===== Records provided

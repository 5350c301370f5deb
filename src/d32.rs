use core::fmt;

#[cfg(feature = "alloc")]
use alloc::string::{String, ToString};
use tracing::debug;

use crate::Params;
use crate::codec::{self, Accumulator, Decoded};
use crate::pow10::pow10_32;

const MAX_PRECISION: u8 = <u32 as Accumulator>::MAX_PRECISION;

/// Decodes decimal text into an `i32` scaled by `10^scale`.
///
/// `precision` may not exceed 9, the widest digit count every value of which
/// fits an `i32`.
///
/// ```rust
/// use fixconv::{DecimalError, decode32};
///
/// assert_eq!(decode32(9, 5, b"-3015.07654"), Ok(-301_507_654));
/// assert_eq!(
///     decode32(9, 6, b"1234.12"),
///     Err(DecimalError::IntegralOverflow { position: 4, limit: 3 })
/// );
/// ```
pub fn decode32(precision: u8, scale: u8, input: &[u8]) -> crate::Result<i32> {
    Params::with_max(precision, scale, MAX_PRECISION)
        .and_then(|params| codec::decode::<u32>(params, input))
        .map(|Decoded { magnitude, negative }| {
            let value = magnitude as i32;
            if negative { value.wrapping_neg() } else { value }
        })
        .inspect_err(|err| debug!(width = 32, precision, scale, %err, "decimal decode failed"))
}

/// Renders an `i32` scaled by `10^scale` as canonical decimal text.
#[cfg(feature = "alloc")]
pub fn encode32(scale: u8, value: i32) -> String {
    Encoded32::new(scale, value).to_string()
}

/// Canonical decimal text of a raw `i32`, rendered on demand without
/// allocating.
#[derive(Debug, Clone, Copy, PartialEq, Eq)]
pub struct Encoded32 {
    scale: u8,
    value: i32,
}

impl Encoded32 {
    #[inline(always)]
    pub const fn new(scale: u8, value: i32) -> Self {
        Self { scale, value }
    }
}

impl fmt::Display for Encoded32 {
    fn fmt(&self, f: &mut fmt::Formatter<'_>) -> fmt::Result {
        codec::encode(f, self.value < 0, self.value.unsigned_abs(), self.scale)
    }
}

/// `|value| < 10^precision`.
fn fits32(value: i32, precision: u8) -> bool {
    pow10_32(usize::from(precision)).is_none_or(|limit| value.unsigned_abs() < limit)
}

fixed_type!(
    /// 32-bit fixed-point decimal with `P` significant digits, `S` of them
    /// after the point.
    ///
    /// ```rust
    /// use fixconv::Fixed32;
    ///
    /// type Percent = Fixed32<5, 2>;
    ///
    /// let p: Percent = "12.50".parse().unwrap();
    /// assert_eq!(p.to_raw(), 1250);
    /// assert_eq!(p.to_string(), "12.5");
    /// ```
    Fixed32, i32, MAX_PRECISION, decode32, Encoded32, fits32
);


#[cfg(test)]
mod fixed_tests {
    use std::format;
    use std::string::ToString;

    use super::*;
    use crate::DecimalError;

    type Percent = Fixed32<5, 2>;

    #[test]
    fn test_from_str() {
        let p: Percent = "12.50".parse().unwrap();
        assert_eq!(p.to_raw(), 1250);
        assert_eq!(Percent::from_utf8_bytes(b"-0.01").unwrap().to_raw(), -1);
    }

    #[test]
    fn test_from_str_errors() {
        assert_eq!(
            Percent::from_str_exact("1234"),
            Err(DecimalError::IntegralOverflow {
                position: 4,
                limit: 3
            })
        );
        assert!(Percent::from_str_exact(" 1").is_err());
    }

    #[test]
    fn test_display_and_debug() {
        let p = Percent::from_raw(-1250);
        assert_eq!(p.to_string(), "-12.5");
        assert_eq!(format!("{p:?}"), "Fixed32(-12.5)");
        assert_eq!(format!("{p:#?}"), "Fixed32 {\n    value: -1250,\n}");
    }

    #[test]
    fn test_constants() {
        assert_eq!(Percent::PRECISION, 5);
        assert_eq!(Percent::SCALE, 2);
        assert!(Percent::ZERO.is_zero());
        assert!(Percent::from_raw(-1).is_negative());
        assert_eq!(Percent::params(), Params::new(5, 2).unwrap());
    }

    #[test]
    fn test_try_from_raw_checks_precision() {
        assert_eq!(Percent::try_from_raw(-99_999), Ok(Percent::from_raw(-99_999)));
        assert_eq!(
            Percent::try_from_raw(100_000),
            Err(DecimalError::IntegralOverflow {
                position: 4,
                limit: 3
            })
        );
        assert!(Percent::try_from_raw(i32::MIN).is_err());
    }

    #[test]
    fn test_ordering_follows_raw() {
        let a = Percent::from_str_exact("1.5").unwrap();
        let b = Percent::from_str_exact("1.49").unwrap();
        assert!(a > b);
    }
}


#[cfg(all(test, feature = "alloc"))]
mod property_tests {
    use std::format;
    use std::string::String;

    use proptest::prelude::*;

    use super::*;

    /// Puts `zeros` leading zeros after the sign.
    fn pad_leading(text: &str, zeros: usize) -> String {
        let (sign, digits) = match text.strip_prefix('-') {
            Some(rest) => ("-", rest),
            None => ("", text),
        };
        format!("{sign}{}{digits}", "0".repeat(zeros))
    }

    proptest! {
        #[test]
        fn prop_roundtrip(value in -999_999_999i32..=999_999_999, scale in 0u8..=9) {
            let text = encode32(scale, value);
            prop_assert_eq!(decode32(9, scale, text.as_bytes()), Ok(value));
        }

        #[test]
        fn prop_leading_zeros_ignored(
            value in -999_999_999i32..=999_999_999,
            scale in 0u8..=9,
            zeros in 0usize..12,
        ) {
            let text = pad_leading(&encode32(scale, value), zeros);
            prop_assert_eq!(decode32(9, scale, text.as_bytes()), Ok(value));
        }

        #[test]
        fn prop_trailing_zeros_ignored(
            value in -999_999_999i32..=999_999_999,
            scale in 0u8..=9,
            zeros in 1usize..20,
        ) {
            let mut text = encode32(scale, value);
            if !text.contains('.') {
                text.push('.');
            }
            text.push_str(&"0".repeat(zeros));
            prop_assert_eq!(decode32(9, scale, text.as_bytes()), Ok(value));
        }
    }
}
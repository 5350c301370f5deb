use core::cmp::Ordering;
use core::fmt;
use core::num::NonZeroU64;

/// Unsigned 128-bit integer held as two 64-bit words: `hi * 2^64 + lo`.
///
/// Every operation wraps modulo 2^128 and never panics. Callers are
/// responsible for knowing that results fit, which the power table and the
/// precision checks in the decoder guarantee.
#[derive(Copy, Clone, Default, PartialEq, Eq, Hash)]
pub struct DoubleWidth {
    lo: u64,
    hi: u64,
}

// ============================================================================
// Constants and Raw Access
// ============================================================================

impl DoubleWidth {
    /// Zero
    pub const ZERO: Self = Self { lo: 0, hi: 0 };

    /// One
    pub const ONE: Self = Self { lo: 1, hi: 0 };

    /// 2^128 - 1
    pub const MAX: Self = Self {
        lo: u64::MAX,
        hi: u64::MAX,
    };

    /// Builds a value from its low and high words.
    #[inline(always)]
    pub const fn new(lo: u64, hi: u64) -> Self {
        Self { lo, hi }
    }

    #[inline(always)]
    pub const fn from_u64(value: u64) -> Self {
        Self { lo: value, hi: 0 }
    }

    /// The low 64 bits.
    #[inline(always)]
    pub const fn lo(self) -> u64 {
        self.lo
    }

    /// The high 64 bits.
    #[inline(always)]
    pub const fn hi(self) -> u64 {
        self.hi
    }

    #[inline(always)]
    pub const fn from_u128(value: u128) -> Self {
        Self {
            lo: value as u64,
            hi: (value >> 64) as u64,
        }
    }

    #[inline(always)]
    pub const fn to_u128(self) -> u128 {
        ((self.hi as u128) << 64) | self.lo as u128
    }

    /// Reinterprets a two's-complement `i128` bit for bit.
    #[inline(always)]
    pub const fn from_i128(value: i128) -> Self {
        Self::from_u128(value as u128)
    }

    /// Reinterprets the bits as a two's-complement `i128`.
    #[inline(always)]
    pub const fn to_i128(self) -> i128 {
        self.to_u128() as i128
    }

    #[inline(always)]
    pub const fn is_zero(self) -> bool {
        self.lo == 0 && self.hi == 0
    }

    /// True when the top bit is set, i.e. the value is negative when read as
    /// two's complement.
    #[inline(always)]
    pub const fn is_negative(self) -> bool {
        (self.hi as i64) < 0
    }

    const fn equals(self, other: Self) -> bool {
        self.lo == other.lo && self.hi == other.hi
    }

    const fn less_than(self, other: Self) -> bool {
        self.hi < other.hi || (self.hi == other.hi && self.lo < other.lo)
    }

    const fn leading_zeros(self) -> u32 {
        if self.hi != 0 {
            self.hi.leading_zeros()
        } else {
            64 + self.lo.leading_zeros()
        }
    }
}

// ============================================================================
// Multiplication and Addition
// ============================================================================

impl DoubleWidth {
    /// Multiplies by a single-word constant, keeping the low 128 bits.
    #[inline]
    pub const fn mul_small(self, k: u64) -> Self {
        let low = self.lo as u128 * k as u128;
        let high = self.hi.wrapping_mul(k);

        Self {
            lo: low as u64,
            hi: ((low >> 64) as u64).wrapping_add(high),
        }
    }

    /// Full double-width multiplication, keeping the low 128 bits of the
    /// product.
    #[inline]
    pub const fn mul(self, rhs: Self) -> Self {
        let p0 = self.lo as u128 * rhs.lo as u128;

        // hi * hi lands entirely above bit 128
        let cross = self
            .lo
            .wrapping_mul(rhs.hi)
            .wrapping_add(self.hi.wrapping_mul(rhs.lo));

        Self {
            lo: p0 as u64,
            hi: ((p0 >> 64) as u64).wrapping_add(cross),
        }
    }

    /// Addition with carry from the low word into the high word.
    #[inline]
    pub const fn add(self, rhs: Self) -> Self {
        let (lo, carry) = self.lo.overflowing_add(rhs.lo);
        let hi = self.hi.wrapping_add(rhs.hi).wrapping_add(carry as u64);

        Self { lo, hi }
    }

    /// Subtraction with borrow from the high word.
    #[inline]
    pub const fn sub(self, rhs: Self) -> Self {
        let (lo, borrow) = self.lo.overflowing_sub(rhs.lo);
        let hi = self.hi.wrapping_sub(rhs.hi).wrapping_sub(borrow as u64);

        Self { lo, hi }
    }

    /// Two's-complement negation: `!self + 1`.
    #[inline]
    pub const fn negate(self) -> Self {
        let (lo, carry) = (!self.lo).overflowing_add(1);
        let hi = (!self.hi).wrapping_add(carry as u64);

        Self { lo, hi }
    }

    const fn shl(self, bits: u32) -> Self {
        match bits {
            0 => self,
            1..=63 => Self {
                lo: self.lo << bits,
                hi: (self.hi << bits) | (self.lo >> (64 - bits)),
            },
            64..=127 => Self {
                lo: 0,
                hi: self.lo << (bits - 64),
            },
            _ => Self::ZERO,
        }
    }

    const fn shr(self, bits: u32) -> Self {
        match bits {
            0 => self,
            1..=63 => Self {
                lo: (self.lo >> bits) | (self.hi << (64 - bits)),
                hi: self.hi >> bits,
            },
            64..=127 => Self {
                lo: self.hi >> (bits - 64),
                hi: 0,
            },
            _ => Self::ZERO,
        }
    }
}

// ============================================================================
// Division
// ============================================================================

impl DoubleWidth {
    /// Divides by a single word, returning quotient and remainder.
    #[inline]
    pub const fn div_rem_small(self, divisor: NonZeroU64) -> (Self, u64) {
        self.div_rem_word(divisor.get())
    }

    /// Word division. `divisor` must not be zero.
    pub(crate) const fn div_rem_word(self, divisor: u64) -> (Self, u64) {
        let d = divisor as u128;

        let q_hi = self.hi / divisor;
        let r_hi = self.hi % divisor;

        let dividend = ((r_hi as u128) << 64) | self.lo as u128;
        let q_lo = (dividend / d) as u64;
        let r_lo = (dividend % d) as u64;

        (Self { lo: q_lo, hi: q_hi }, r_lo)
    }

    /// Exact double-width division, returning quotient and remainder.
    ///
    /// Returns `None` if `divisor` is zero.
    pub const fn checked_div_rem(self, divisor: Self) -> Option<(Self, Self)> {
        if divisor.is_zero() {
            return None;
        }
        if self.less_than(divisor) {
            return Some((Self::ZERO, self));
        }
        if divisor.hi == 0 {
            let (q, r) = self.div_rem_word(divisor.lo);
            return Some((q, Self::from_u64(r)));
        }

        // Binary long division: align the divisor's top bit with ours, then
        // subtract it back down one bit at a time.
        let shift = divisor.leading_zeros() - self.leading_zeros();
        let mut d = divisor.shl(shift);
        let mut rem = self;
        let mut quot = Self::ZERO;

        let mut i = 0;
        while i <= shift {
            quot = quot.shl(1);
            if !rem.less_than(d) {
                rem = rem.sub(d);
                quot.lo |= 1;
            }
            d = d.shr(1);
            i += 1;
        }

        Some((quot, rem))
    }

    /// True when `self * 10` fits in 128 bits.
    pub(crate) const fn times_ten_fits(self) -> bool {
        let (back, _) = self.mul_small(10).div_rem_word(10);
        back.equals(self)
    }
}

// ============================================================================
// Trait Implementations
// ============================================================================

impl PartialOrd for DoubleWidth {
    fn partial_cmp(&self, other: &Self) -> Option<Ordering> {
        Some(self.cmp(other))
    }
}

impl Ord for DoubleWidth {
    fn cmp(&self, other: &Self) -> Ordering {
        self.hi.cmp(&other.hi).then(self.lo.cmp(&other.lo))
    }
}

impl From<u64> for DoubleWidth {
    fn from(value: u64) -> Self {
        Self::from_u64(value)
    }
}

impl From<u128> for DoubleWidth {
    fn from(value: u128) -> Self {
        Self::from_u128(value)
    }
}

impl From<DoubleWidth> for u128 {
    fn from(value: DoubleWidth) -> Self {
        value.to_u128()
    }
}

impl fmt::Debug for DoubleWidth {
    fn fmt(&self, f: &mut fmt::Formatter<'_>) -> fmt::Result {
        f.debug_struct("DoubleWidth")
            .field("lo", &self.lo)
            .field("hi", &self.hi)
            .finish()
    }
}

==========

- What the exercise asks -
Could you copy every line from the records that has "fixconv" in it?

- Solution for this task -
/// use fixconv::{DecimalError, decode32};
    /// use fixconv::Fixed32;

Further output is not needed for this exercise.